I giudici di merito hanno ritenuto accertato che l’imputata si fosse impossessata di un anello del valore di circa 1.000,00 Euro mentre prestava attività lavorativa di collaboratrice domestica nell’abitazione di C.D.. Quest’ultima, insospettita della sparizione, avvenuta in precedenza, di alcuni oggetti di valore, si era accordata con una sua amica e si era ritirata con lei in salotto lasciando in cucina un anello con brillanti. Le due donne erano poi tornate in cucina constatando la sparizione del gioiello che era stato successivamente ritrovato, a seguito dell’intervento dei Carabinieri, in una tasca di un indumento della Q..

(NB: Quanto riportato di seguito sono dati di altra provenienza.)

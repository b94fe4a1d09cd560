//! The document store seam.
//!
//! A collection holds schemaless JSON objects addressed by a store-assigned
//! string id. Every call is a single atomic operation on the backend; there
//! are no transactions spanning calls.

mod memory;
mod postgres;

use async_trait::async_trait;
use serde::de::DeserializeOwned;
use serde::{Deserialize, Serialize};
use serde_json::{Map, Value};
use studio_core::types::{RecordId, Timestamp};

pub use memory::MemoryStore;
pub use postgres::PgDocumentStore;

/// Field map of a stored record.
pub type Fields = Map<String, Value>;

/// Keys the store manages itself; stripped from incoming field maps.
pub const RESERVED_KEYS: &[&str] = &["_id", "createdAt", "updatedAt"];

/// A field whose value must be unique within a collection.
#[derive(Debug, Clone, Copy)]
pub struct UniqueField {
    pub collection: &'static str,
    pub field: &'static str,
    /// Name reported in [`StoreError::Duplicate`].
    pub constraint: &'static str,
}

/// Uniqueness rules every backend enforces. Postgres carries them as
/// partial unique indexes in `migrations/`.
pub const UNIQUE_FIELDS: &[UniqueField] = &[UniqueField {
    collection: "users",
    field: "email",
    constraint: "uq_documents_user_email",
}];

/// A stored record as returned by every store operation.
///
/// Serializes flat: `{"_id": ..., <fields>..., "createdAt": ..., "updatedAt": ...}`.
#[derive(Debug, Clone, PartialEq, Serialize, Deserialize)]
pub struct Document {
    #[serde(rename = "_id")]
    pub id: RecordId,
    #[serde(flatten)]
    pub fields: Fields,
    #[serde(rename = "createdAt")]
    pub created_at: Timestamp,
    #[serde(rename = "updatedAt")]
    pub updated_at: Timestamp,
}

impl Document {
    /// Decode the record into a typed view.
    ///
    /// The id and timestamps are available to the target type under the same
    /// keys the document serializes with.
    pub fn decode<T: DeserializeOwned>(&self) -> Result<T, StoreError> {
        let value = serde_json::to_value(self)?;
        Ok(serde_json::from_value(value)?)
    }

    /// String value of `field`, if present and a string.
    pub fn str_field(&self, field: &str) -> Option<&str> {
        self.fields.get(field).and_then(Value::as_str)
    }
}

#[derive(Debug, thiserror::Error)]
pub enum StoreError {
    #[error("Database error: {0}")]
    Database(#[from] sqlx::Error),

    #[error("Serialization error: {0}")]
    Serialization(#[from] serde_json::Error),

    /// A uniqueness rule rejected the write.
    #[error("Duplicate value: {0}")]
    Duplicate(String),

    /// A stored body is not a JSON object or a payload did not encode to one.
    #[error("Malformed document: {0}")]
    Malformed(String),
}

#[async_trait]
pub trait DocumentStore: Send + Sync + 'static {
    /// All records of `collection` in insertion order.
    async fn list(&self, collection: &str) -> Result<Vec<Document>, StoreError>;

    async fn find_by_id(&self, collection: &str, id: &str)
        -> Result<Option<Document>, StoreError>;

    /// Records whose top-level `field` equals `value`, in insertion order.
    async fn find_by_field(
        &self,
        collection: &str,
        field: &str,
        value: &Value,
    ) -> Result<Vec<Document>, StoreError>;

    /// Persist a new record and assign it an id.
    async fn insert(&self, collection: &str, fields: Fields) -> Result<Document, StoreError>;

    /// Shallow-merge `patch` into the record. `None` if the id is unknown.
    async fn merge(
        &self,
        collection: &str,
        id: &str,
        patch: Fields,
    ) -> Result<Option<Document>, StoreError>;

    /// Remove the record. Returns whether anything was removed.
    async fn delete(&self, collection: &str, id: &str) -> Result<bool, StoreError>;

    async fn health_check(&self) -> Result<(), StoreError>;
}

/// Encode a serializable payload into a field map.
///
/// `None` options should be skipped by the payload's serde attributes so that
/// a partial update only carries the fields the caller sent.
pub fn to_fields<T: Serialize>(payload: &T) -> Result<Fields, StoreError> {
    match serde_json::to_value(payload)? {
        Value::Object(mut map) => {
            for key in RESERVED_KEYS {
                map.remove(*key);
            }
            Ok(map)
        }
        other => Err(StoreError::Malformed(format!(
            "expected a JSON object, got {other}"
        ))),
    }
}

/// Fresh record id (UUID v7, so ids sort by creation time).
pub(crate) fn new_id() -> RecordId {
    uuid::Uuid::now_v7().to_string()
}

2) Contro la sentenza di secondo grado ha proposto ricorso l’imputata che ha dedotto un unico motivo di censura con il quale si denunzia la mancanza, contraddittorietà e manifesta illogicità della motivazione. Secondo la ricorrente la sentenza di secondo grado non avrebbe tenuto conto di alcune "macroscopiche divergenze" tra le dichiarazioni della persona offesa e le dichiarazioni di una testimone.

Inoltre la sentenza non avrebbe proprio preso in considerazione non solo la possibilità che la persona offesa avesse ingiustamente accusato l’imputata ma altresì che potesse aver smarrito gli oggetti non più ritrovati.

Nel ricorso vengono poi indicate una serie di diverse circostanze fattuali che, a dire della ricorrente, sarebbero state erroneamente valutate dai giudici di merito.

3) Il ricorso va dichiarato inammissibile in conformità delle richieste del procuratore generale.

Malgrado il motivo sia, nel ricorso, qualificato con il richiamo a quelli previsti dall’art. 606 c.p.p. nella sostanza le censure proposte attengono essenzialmente alla ricostruzione dei fatti operata dai giudici d’appello laddove hanno accertato che l’imputata fu trovata in possesso dell’anello sottratto nel luogo dove prestava la propria attività lavorativa. Tra l’altro l’oggetto fu rinvenuto nella tasca di un giubbotto che la Q. in quel momento indossava e la tasca dell’indumento era chiusa.

L’ipotesi della denunzia calunniosa (e a maggior ragione quella dello smarrimento) quindi non solo non trova alcuna conferma ma è logicamente esclusa da questa ricostruzione dei fatti che nel ricorso neppure viene messa in discussione. Si consideri, d’altra parte, che all’imputata è stato contestato quest’unico episodio e non le altre sparizioni in precedenza avvenute.

Con il ricorso si chiede, in buona sostanza, che la Corte intervenga sui criteri di valutazione della prova utilizzati dal giudice di merito; il che non è consentito al giudice di legittimità. 4) Alla dichiarazione di inammissibilità del ricorso conseguono le pronunzie di cui al dispositivo. con riferimento a quanto statuito dalla Corte costituzionale nella sentenza 13 giugno 2000 n. 186 si rileva che non si ravvisano ragioni per escludere la colpa del ricorrente nella determinazione della causa di inammissibilità ai fini della condanna al pagamento di una somma a favore della Cassa delle Ammende in considerazione della palese violazione delle regole del giudizio di legittimità.

P.Q.M.

La Corte Suprema di Cassazione, Sezione 4^ penale, dichiara inammissibile il ricorso e condanna la ricorrente al pagamento delle spese processuali e della somma di Euro 1.000,00 in favore della Cassa delle Ammende.

Testo non ufficiale. La sola stampa del bollettino ufficiale ha carattere legale.